Nastasen was a king of Kush (335 – 315/310 BC). According to a stela from Dongola his mother was named Queen Pelkha and his father may have been King Harsiotef. His successor was Aryamani.

He is known from three types of objects. There is a stela with a long historical inscription, a silver handle of a mirror and several shabti-figures. The mirror handle and the shabti were found in a pyramid at Nuri (Nu. 15), which was obviously his burial place.

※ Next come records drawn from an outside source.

//! Build-time renderer for the fund disclosure page.
//!
//! Loads the holdings list, scrapes current prices and betas, derives AUM,
//! NAV and weights, and fills the placeholders of the static page template.

pub mod constants;
pub mod errors;
pub mod market;
pub mod observability;
pub mod pipeline;
pub mod portfolio;
pub mod report;
pub mod utils;

#[cfg(test)]
mod tests;

pub use errors::{FundError, Result, TemplateError};
pub use market::{MarketDataFetcher, MarketDataSource, NaverMarketData};
pub use pipeline::{BuildOutput, FundPageBuilder};
pub use portfolio::{FundCalculator, FundSummary, Holding, Portfolio};
pub use report::{RenderContext, Template};
pub use utils::Config;
mod fetcher_tests;

use async_trait::async_trait;
use indexmap::IndexMap;
use rust_decimal::Decimal;
use std::collections::{HashMap, HashSet};
use std::sync::{Arc, Mutex};

use crate::errors::{FundError, Result};
use crate::market::MarketDataSource;
use crate::portfolio::LogoColor;
use crate::utils::Config;

/// Every placeholder the page uses, each exactly once
pub(crate) const PAGE_TEMPLATE: &str = r#"<html><head><script src="/assets/index.js"></script></head><body>
<p id="updated">__LAST_UPDATED__</p>
<dl>
<dd id="shares">__SHARES__</dd><dd id="aum">__AUM__</dd><dd id="nav">__NAV__</dd>
<dd id="ytd">__YTD_RETURN__</dd><dd id="beta">__BETA__</dd><dd id="holdings">__HOLDINGS__</dd>
<dd id="stock">__STOCK_WEIGHT__</dd><dd id="cash">__CASH_WEIGHT__</dd>
</dl>
<table><tbody>__PDF__</tbody></table>
<div id="chart">__PDF_CHART__</div>
</body></html>"#;

/// In-memory market data keyed by ticker
#[derive(Default)]
pub(crate) struct FakeMarketData {
    prices: HashMap<String, Decimal>,
    betas: HashMap<String, Decimal>,
    failing_betas: HashSet<String>,
    colors: HashMap<String, LogoColor>,
    calls: Arc<Mutex<Vec<String>>>,
}

impl FakeMarketData {
    pub fn with_price(mut self, ticker: &str, price: Decimal) -> Self {
        self.prices.insert(ticker.to_string(), price);
        self
    }

    pub fn with_beta(mut self, ticker: &str, beta: Decimal) -> Self {
        self.betas.insert(ticker.to_string(), beta);
        self
    }

    /// Beta page that answers with a server error
    pub fn with_failing_beta(mut self, ticker: &str) -> Self {
        self.failing_betas.insert(ticker.to_string());
        self
    }

    pub fn with_color(mut self, ticker: &str, color: LogoColor) -> Self {
        self.colors.insert(ticker.to_string(), color);
        self
    }

    /// Shared log of every call, still readable after the fake is moved
    pub fn call_log(&self) -> Arc<Mutex<Vec<String>>> {
        Arc::clone(&self.calls)
    }

    fn record(&self, call: String) {
        if let Ok(mut calls) = self.calls.lock() {
            calls.push(call);
        }
    }
}

#[async_trait]
impl MarketDataSource for FakeMarketData {
    async fn fetch_price(&self, ticker: &str) -> Result<Decimal> {
        self.record(format!("price:{}", ticker));
        self.prices
            .get(ticker)
            .copied()
            .ok_or_else(|| FundError::fetch(format!("No current price on quote page for {}", ticker)))
    }

    async fn fetch_beta(&self, ticker: &str) -> Result<Option<Decimal>> {
        self.record(format!("beta:{}", ticker));
        if self.failing_betas.contains(ticker) {
            return Err(FundError::Status {
                url: format!("https://beta.example/{}", ticker),
                status: 500,
            });
        }
        Ok(self.betas.get(ticker).copied())
    }

    async fn fetch_logo_color(&self, ticker: &str) -> Result<LogoColor> {
        self.record(format!("logo:{}", ticker));
        self.colors
            .get(ticker)
            .copied()
            .ok_or_else(|| FundError::fetch(format!("No logo for {}", ticker)))
    }
}

/// Config with no beta overrides, no retries and no chart
pub(crate) fn test_config() -> Config {
    Config {
        beta_overrides: IndexMap::new(),
        retry_count: 0,
        request_timeout_secs: 2,
        enable_chart: false,
        relative_asset_paths: false,
        ..Default::default()
    }
}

He was the last Kushite king to be buried in the royal cemetery at Napata.

The 1.63 m high granite stela was found at New Dongola and is now in the Berlin Museum Inv. no. 2268. Originally it was most likely placed in the Amun temple of Jebel Barkal. In the upper part appear the pictures and name of his mother, Pelkha and his wife, Sekhmakh, next to the king.

The tomb of Nastasen is among several in Nuri that are slated for excavation by archaeologists using underwater archaeological methods. That is necessary because of rising ground waters in what was the Nubian region of Ancient Egypt. These tombs are under the pyramids and have flooded. Initial excavation reports of his tomb indicate that, essentially, it may be undisturbed by robbers. Expectations exist that artifacts not adversely affected by the water, will be found so more will be known about Nastasen from what is discovered along with tantalizing evidence already found, of artifacts mostly damaged or lost due to the action of the water.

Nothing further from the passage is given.